#### [Work request]
Set the whole listing down again exactly as written.

#### [Recorded data]

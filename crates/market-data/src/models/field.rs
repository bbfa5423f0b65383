use serde::{Deserialize, Serialize};

/// A single field that can be read out of a quote document.
#[derive(Clone, Copy, Debug, PartialEq, Eq, PartialOrd, Ord, Hash, Serialize, Deserialize)]
#[serde(rename_all = "camelCase")]
pub enum QuoteField {
    /// Current market price
    Price,
    /// Price to trailing earnings ratio
    PeRatio,
    /// Trailing twelve month earnings per share
    Eps,
    /// Listing exchange label (e.g. "NSE", "NasdaqGS")
    Exchange,
}

impl QuoteField {
    pub fn as_str(&self) -> &'static str {
        match self {
            QuoteField::Price => "price",
            QuoteField::PeRatio => "peRatio",
            QuoteField::Eps => "eps",
            QuoteField::Exchange => "exchange",
        }
    }
}

impl std::fmt::Display for QuoteField {
    fn fmt(&self, f: &mut std::fmt::Formatter<'_>) -> std::fmt::Result {
        f.write_str(self.as_str())
    }
}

#### [Solution for this exercise]
filename crates/market-data/src/models/field.rs
repository bbfa5423f0b65383
use serde::{Deserialize, Serialize};

/// A single field that can be read out of a quote document.
#[derive(Clone, Copy, Debug, PartialEq, Eq, PartialOrd, Ord, Hash, Serialize, Deserialize)]
#[serde(rename_all = "camelCase")]
pub enum QuoteField {
    /// Current market price
    Price,
    /// Price to trailing earnings ratio
    PeRatio,
    /// Trailing twelve month earnings per share
    Eps,
    /// Listing exchange label (e.g. "NSE", "NasdaqGS")
    Exchange,
}

impl QuoteField {
    pub fn as_str(&self) -> &'static str {
        match self {
            QuoteField::Price => "price",
            QuoteField::PeRatio => "peRatio",
            QuoteField::Eps => "eps",
            QuoteField::Exchange => "exchange",
        }
    }
}

impl std::fmt::Display for QuoteField {
    fn fmt(&self, f: &mut std::fmt::Formatter<'_>) -> std::fmt::Result {
        f.write_str(self.as_str())
    }
}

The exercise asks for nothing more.